13 - 3 tbsp pure maple syrup
14 - 2 tbsp Dijon mustard
15 - 1 tbsp ketchup

# Directions:

01 - Preheat oven to 375°F. Lightly grease a 12-cup muffin tin.
02 - In a large bowl, combine breadcrumbs and milk. Let sit for 3 minutes to soften.
03 - Add ground beef, egg, onion, celery, garlic, parsley, Worcestershire sauce, salt, pepper, and thyme to the breadcrumb mixture. Gently mix until just combined without overmixing.
04 - Divide the mixture evenly among the muffin cups, pressing lightly to fill each cup.
05 - In a small bowl, whisk together maple syrup, Dijon mustard, and ketchup until smooth.

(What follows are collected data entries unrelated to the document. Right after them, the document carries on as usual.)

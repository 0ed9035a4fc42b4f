use std::path::Path;

use anyhow::{Context, Result, bail};
use tracing::{info, warn};

use crate::cli::BuildMetadataArgs;
use crate::dataset::{discover_parquet_tables, open_in_memory};
use crate::util::{read_json, write_json_pretty};

use super::builder::build_metadata;
use super::descriptions::DescriptionsDocument;

pub fn run(args: BuildMetadataArgs) -> Result<()> {
    let descriptions = load_descriptions(&args.descriptions_path)?;
    let tables = discover_parquet_tables(&args.data_dir)?;
    if tables.is_empty() {
        bail!("no parquet files found in {}", args.data_dir.display());
    }

    let connection = open_in_memory()?;
    let document = build_metadata(&connection, &tables, &descriptions, args.sample_rows)?;
    let table_count = document.len().saturating_sub(1);
    write_json_pretty(&args.output_path, &document)?;

    info!(
        tables = table_count,
        path = %args.output_path.display(),
        "metadata document written"
    );
    Ok(())
}

fn load_descriptions(path: &Path) -> Result<DescriptionsDocument> {
    if !path.exists() {
        warn!(
            path = %path.display(),
            "descriptions file not found; every column will be described as unknown"
        );
        return Ok(DescriptionsDocument::default());
    }
    read_json(path).with_context(|| format!("invalid descriptions document: {}", path.display()))
}
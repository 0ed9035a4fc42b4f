use std::thread;
use std::time::Duration;

use tracing::warn;

use super::{EmbeddingClient, ServiceError, ServiceResult};

pub const DEFAULT_MAX_ATTEMPTS: u32 = 3;
pub const DEFAULT_BACKOFF: Duration = Duration::from_millis(1200);

/// Fixed-attempt retry with a constant delay between attempts. Only
/// transient failures are retried.
#[derive(Debug, Clone, Copy, PartialEq, Eq)]
pub struct RetryPolicy {
    pub max_attempts: u32,
    pub backoff: Duration,
}

impl Default for RetryPolicy {
    fn default() -> Self {
        Self {
            max_attempts: DEFAULT_MAX_ATTEMPTS,
            backoff: DEFAULT_BACKOFF,
        }
    }
}

impl RetryPolicy {
    pub fn run<T, F>(&self, operation: &str, mut attempt_fn: F) -> ServiceResult<T>
    where
        F: FnMut() -> ServiceResult<T>,
    {
        let max_attempts = self.max_attempts.max(1);
        let mut attempt = 1u32;
        loop {
            match attempt_fn() {
                Ok(value) => return Ok(value),
                Err(err) if err.is_transient() && attempt < max_attempts => {
                    warn!(
                        operation,
                        attempt,
                        max_attempts,
                        error = %err,
                        "transient service failure; retrying"
                    );
                    if !self.backoff.is_zero() {
                        thread::sleep(self.backoff);
                    }
                    attempt += 1;
                }
                Err(err) => return Err(err),
            }
        }
    }
}

pub struct RetryingEmbedder<E> {
    inner: E,
    policy: RetryPolicy,
}

impl<E: EmbeddingClient> RetryingEmbedder<E> {
    pub fn new(inner: E, policy: RetryPolicy) -> Self {
        Self { inner, policy }
    }
}

impl<E: EmbeddingClient> EmbeddingClient for RetryingEmbedder<E> {
    fn model_id(&self) -> &str {
        self.inner.model_id()
    }

    fn embed_batch(&self, texts: &[&str]) -> ServiceResult<Vec<Vec<f32>>> {
        let vectors = self
            .policy
            .run("embed_batch", || self.inner.embed_batch(texts))?;
        if vectors.len() != texts.len() {
            return Err(ServiceError::InvalidResponse {
                service: "embedding",
                message: format!(
                    "expected {} vectors, received {}",
                    texts.len(),
                    vectors.len()
                ),
            });
        }
        Ok(vectors)
    }
}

06 - Brush or spoon half of the glaze over the tops of the mini meatloaves.
07 - Bake for 20 minutes.
08 - Remove from oven and brush the remaining glaze on top of meatloaf bites.
09 - Return to oven and bake an additional 5 minutes until cooked through and internal temperature reaches 160°F.

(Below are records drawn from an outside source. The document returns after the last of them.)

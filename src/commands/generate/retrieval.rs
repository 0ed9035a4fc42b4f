use tracing::debug;

use crate::model::TableScore;
use crate::semantic::cosine_similarity;
use crate::services::{EmbeddingClient, ServiceResult};

use super::corpus::{ColumnIndex, TableDocument};

pub(crate) const COLUMNS_PER_TABLE: usize = 5;

#[derive(Debug, Clone, PartialEq)]
pub(crate) struct RankedColumn {
    pub(crate) column: String,
    pub(crate) score: f64,
    pub(crate) text: String,
}

#[derive(Debug, Clone, PartialEq)]
pub(crate) struct ColumnSelection {
    pub(crate) table: String,
    pub(crate) columns: Vec<RankedColumn>,
}

/// Nearest-neighbour retrieval over the schema corpora. Embedding failures
/// are returned to the caller untouched.
pub(crate) struct Retriever<'a> {
    embedder: &'a dyn EmbeddingClient,
}

impl<'a> Retriever<'a> {
    pub(crate) fn new(embedder: &'a dyn EmbeddingClient) -> Self {
        Self { embedder }
    }

    pub(crate) fn retrieve_tables(
        &self,
        question: &str,
        table_index: &[TableDocument],
        top_k: usize,
    ) -> ServiceResult<(Vec<String>, Vec<TableScore>)> {
        let texts = table_index
            .iter()
            .map(|document| document.text.as_str())
            .collect::<Vec<&str>>();
        let mut ranked = self.rank(question, &texts)?;
        ranked.truncate(top_k);

        let scores = ranked
            .into_iter()
            .map(|(index, score)| TableScore {
                table: table_index[index].table.clone(),
                score,
            })
            .collect::<Vec<TableScore>>();
        let tables = scores.iter().map(|entry| entry.table.clone()).collect();

        debug!(top_k, returned = scores.len(), "table retrieval completed");
        Ok((tables, scores))
    }

    pub(crate) fn retrieve_columns(
        &self,
        question: &str,
        column_index: &ColumnIndex,
        chosen_tables: &[String],
    ) -> ServiceResult<Vec<ColumnSelection>> {
        let mut out = Vec::<ColumnSelection>::with_capacity(chosen_tables.len());

        for table in chosen_tables {
            let documents = column_index.columns(table);
            let texts = documents
                .iter()
                .map(|document| document.text.as_str())
                .collect::<Vec<&str>>();
            let mut ranked = self.rank(question, &texts)?;
            ranked.truncate(COLUMNS_PER_TABLE);

            let columns = ranked
                .into_iter()
                .map(|(index, score)| RankedColumn {
                    column: documents[index].column.clone(),
                    score,
                    text: documents[index].text.clone(),
                })
                .collect();
            out.push(ColumnSelection {
                table: table.clone(),
                columns,
            });
        }

        Ok(out)
    }

    /// Scores every text against the question and returns `(index, score)`
    /// pairs sorted by descending score. The sort is stable, so ties keep
    /// corpus order.
    fn rank(&self, question: &str, texts: &[&str]) -> ServiceResult<Vec<(usize, f64)>> {
        if texts.is_empty() {
            return Ok(Vec::new());
        }

        let question_embedding = self.embedder.embed(question)?;
        let text_embeddings = self.embedder.embed_batch(texts)?;

        let mut scored = text_embeddings
            .iter()
            .enumerate()
            .map(|(index, embedding)| (index, cosine_similarity(&question_embedding, embedding)))
            .collect::<Vec<(usize, f64)>>();
        scored.sort_by(|left, right| right.1.total_cmp(&left.1));
        Ok(scored)
    }
}
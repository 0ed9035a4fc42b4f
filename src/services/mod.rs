//! Clients for the external embedding and completion services.
//!
//! Everything above this module talks to the two traits defined here, so the
//! retrieval and evaluation code can be exercised with in-process fakes.

mod cache;
mod http;
mod local;
mod retry;

use std::path::Path;
use std::time::Duration;

use anyhow::Result;
use serde::{Deserialize, Serialize};
use thiserror::Error;

use crate::cli::{ServiceArgs, is_local_embedding_model};
use crate::semantic::DEFAULT_EMBEDDING_DIM;

pub use cache::{EmbeddingMemo, EmbeddingStore};
pub use http::{ApiClient, HttpCompletionClient, HttpEmbeddingClient};
pub use local::LocalHashEmbedder;
pub use retry::{RetryPolicy, RetryingEmbedder};

#[derive(Debug, Error)]
pub enum ServiceError {
    #[error("{service} request failed transiently: {message}")]
    Transient {
        service: &'static str,
        message: String,
    },
    #[error("{service} rejected the request with status {status}: {message}")]
    Rejected {
        service: &'static str,
        status: u16,
        message: String,
    },
    #[error("{service} returned an invalid response: {message}")]
    InvalidResponse {
        service: &'static str,
        message: String,
    },
}

impl ServiceError {
    pub fn is_transient(&self) -> bool {
        matches!(self, Self::Transient { .. })
    }
}

pub type ServiceResult<T> = std::result::Result<T, ServiceError>;

pub trait EmbeddingClient: Send + Sync {
    fn model_id(&self) -> &str;

    /// Embeds every text, returning vectors in input order.
    fn embed_batch(&self, texts: &[&str]) -> ServiceResult<Vec<Vec<f32>>>;

    fn embed(&self, text: &str) -> ServiceResult<Vec<f32>> {
        self.embed_batch(&[text])?
            .pop()
            .ok_or_else(|| ServiceError::InvalidResponse {
                service: "embedding",
                message: "no vector returned for single input".to_string(),
            })
    }
}

impl<E: EmbeddingClient + ?Sized> EmbeddingClient for Box<E> {
    fn model_id(&self) -> &str {
        (**self).model_id()
    }

    fn embed_batch(&self, texts: &[&str]) -> ServiceResult<Vec<Vec<f32>>> {
        (**self).embed_batch(texts)
    }

    fn embed(&self, text: &str) -> ServiceResult<Vec<f32>> {
        (**self).embed(text)
    }
}

#[derive(Debug, Clone, PartialEq, Eq, Serialize, Deserialize)]
pub struct ChatMessage {
    pub role: String,
    pub content: String,
}

impl ChatMessage {
    pub fn system(content: impl Into<String>) -> Self {
        Self {
            role: "system".to_string(),
            content: content.into(),
        }
    }

    pub fn user(content: impl Into<String>) -> Self {
        Self {
            role: "user".to_string(),
            content: content.into(),
        }
    }
}

pub trait CompletionClient: Send + Sync {
    fn model_id(&self) -> &str;

    fn complete(&self, messages: &[ChatMessage], temperature: f32) -> ServiceResult<String>;
}

impl RetryPolicy {
    pub fn from_args(service: &ServiceArgs) -> Self {
        Self {
            max_attempts: service.max_attempts.max(1),
            backoff: Duration::from_millis(service.retry_backoff_ms),
        }
    }
}

/// Resolves an embedding model id to a retrying, memoised client. The offline
/// `local-hash-v1` id never touches the network.
pub fn build_embedding_client(
    model_id: &str,
    service: &ServiceArgs,
    cache_path: Option<&Path>,
) -> Result<EmbeddingMemo<RetryingEmbedder<Box<dyn EmbeddingClient>>>> {
    let base: Box<dyn EmbeddingClient> = if is_local_embedding_model(model_id) {
        Box::new(LocalHashEmbedder::new(DEFAULT_EMBEDDING_DIM))
    } else {
        let api = ApiClient::from_args(service)?;
        Box::new(HttpEmbeddingClient::new(api, model_id))
    };

    let retrying = RetryingEmbedder::new(base, RetryPolicy::from_args(service));
    let store = match cache_path {
        Some(path) => Some(EmbeddingStore::open(path)?),
        None => None,
    };

    Ok(EmbeddingMemo::new(retrying, store))
}

pub fn build_completion_client(
    model_id: &str,
    service: &ServiceArgs,
) -> Result<HttpCompletionClient> {
    let api = ApiClient::from_args(service)?;
    Ok(HttpCompletionClient::new(api, model_id))
}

10 - Let rest for 5 minutes. Run a knife around each bite to loosen and remove from the tin.

# Expert Advice:

01 -
  • They bake in just 25 minutes, so you can have dinner ready before anyone asks what's for dinner.

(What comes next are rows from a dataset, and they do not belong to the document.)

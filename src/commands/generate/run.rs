use std::path::Path;
use std::time::Instant;

use anyhow::{Context, Result};
use chrono::Utc;
use serde::Serialize;
use tracing::info;

use crate::cli::{GenerateArgs, RetrievalErrorPolicy};
use crate::model::{MetadataDocument, QuestionRecord};
use crate::services::{
    CompletionClient, EmbeddingClient, build_completion_client, build_embedding_client,
};
use crate::util::{JsonlWriter, now_utc_string, read_jsonl, utc_compact_string, write_json_pretty};

use super::pipeline::{Generator, RunContext};

#[derive(Debug, Default, PartialEq, Eq)]
pub(crate) struct GenerationCounts {
    pub(crate) questions: usize,
    pub(crate) generated: usize,
    pub(crate) null_sql: usize,
}

#[derive(Debug, Serialize)]
struct GenerationRunManifest {
    manifest_version: u32,
    run_id: String,
    started_at: String,
    finished_at: String,
    metadata_path: String,
    questions_path: String,
    output_jsonl: String,
    completion_model: String,
    embedding_model: String,
    table_count: usize,
    question_count: usize,
    generated_count: usize,
    null_sql_count: usize,
    duration_ms: u128,
    status: String,
}

pub fn run(args: GenerateArgs) -> Result<()> {
    let started_at = now_utc_string();
    let started = Instant::now();
    let run_id = format!("generate-{}", utc_compact_string(Utc::now()));

    let metadata = MetadataDocument::load(&args.metadata_path)?;
    let context = RunContext::new(metadata);
    info!(
        tables = context.table_index.len(),
        path = %args.metadata_path.display(),
        "metadata loaded"
    );

    let questions: Vec<QuestionRecord> = read_jsonl(&args.questions_path)
        .with_context(|| format!("failed to load questions: {}", args.questions_path.display()))?;

    let embedder = build_embedding_client(
        &args.embedding_model,
        &args.service,
        args.embedding_cache_path.as_deref(),
    )?;
    let completer = build_completion_client(&args.model_name, &args.service)?;

    let mut writer = JsonlWriter::create(&args.output_jsonl)?;
    let counts = generate_batch(
        &context,
        &embedder,
        &completer,
        args.on_retrieval_error,
        &questions,
        &mut writer,
    )?;

    info!(
        run_id = %run_id,
        path = %writer.path().display(),
        questions = counts.questions,
        generated = counts.generated,
        null_sql = counts.null_sql,
        "generation completed"
    );

    if let Some(manifest_path) = &args.manifest_path {
        let manifest = GenerationRunManifest {
            manifest_version: 1,
            run_id,
            started_at,
            finished_at: now_utc_string(),
            metadata_path: display(&args.metadata_path),
            questions_path: display(&args.questions_path),
            output_jsonl: display(&args.output_jsonl),
            completion_model: completer.model_id().to_string(),
            embedding_model: embedder.model_id().to_string(),
            table_count: context.table_index.len(),
            question_count: counts.questions,
            generated_count: counts.generated,
            null_sql_count: counts.null_sql,
            duration_ms: started.elapsed().as_millis(),
            status: "completed".to_string(),
        };
        write_json_pretty(manifest_path, &manifest)?;
    }

    Ok(())
}

/// Processes questions in input order, appending each record as soon as it
/// is produced.
pub(crate) fn generate_batch(
    context: &RunContext,
    embedder: &dyn EmbeddingClient,
    completer: &dyn CompletionClient,
    on_retrieval_error: RetrievalErrorPolicy,
    questions: &[QuestionRecord],
    writer: &mut JsonlWriter,
) -> Result<GenerationCounts> {
    let generator = Generator::new(context, embedder, completer, on_retrieval_error);
    let mut counts = GenerationCounts::default();

    for question in questions {
        let record = generator.generate(question)?;
        counts.questions += 1;
        if record.generated_sql.is_some() {
            counts.generated += 1;
        } else {
            counts.null_sql += 1;
        }
        writer.append(&record)?;
    }

    Ok(counts)
}

fn display(path: &Path) -> String {
    path.display().to_string()
}
use anyhow::{Context, Result};
use duckdb::Connection;
use duckdb::types::Value as DuckValue;
use serde_json::{Map, Value};

use crate::dataset::{ParquetTable, value_to_json};

/// One row of `DESCRIBE` output.
#[derive(Debug, Clone, PartialEq)]
pub(crate) struct SourceColumn {
    pub(crate) name: String,
    pub(crate) column_type: String,
    pub(crate) nullable: Option<String>,
    pub(crate) key: Option<String>,
    pub(crate) default_value: Option<String>,
    pub(crate) extra: Option<String>,
}

#[derive(Debug, Clone)]
pub(crate) struct SourceTable {
    pub(crate) file: String,
    pub(crate) columns: Vec<SourceColumn>,
    pub(crate) row_count: i64,
    pub(crate) sample_rows: Vec<Map<String, Value>>,
}

pub(crate) fn inspect_table(
    connection: &Connection,
    table: &ParquetTable,
    sample_limit: usize,
) -> Result<SourceTable> {
    let source = table.source_expression();
    let columns = describe_columns(connection, &source)
        .with_context(|| format!("failed to describe {}", table.path.display()))?;

    let row_count = connection
        .query_row(&format!("SELECT COUNT(*) FROM {source}"), [], |row| {
            row.get::<_, i64>(0)
        })
        .with_context(|| format!("failed to count rows of {}", table.path.display()))?;

    let sample_rows = sample_rows(connection, &source, &columns, sample_limit)
        .with_context(|| format!("failed to sample rows of {}", table.path.display()))?;

    Ok(SourceTable {
        file: table.file_name(),
        columns,
        row_count,
        sample_rows,
    })
}

fn describe_columns(connection: &Connection, source: &str) -> duckdb::Result<Vec<SourceColumn>> {
    let mut statement = connection.prepare(&format!("DESCRIBE SELECT * FROM {source}"))?;
    statement
        .query_map([], |row| {
            Ok(SourceColumn {
                name: row.get(0)?,
                column_type: row.get(1)?,
                nullable: row.get(2)?,
                key: row.get(3)?,
                default_value: row.get(4)?,
                extra: row.get(5)?,
            })
        })?
        .collect::<duckdb::Result<Vec<SourceColumn>>>()
}

fn sample_rows(
    connection: &Connection,
    source: &str,
    columns: &[SourceColumn],
    limit: usize,
) -> duckdb::Result<Vec<Map<String, Value>>> {
    if limit == 0 {
        return Ok(Vec::new());
    }

    let mut statement =
        connection.prepare(&format!("SELECT * FROM {source} USING SAMPLE {limit} ROWS"))?;
    let mut rows = statement.query([])?;
    let mut out = Vec::<Map<String, Value>>::new();
    while let Some(row) = rows.next()? {
        let mut sample = Map::new();
        for (index, column) in columns.iter().enumerate() {
            sample.insert(
                column.name.clone(),
                value_to_json(row.get::<_, DuckValue>(index)?),
            );
        }
        out.push(sample);
    }
    Ok(out)
}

  • The sweet and tangy glaze makes them feel fancy enough for guests but easy enough for a weeknight.
  • Leftovers freeze beautifully, which means meal prep suddenly feels less like a chore.
02 -
  • Don't skip the resting time—five minutes lets the carryover heat finish cooking them through and makes them easier to remove from the tin without falling apart.
  • If your glaze looks too thick, thin it with a teaspoon of water at a time; it should be pourable but still coat the back of a spoon.
03 -
  • Use 85% lean ground beef or you'll end up with overly greasy bites—this is the ratio that strikes the perfect balance.
  • The two-step glazing process is the difference between flat-tasting meatloaves and ones that look and taste like you spent hours in the kitchen.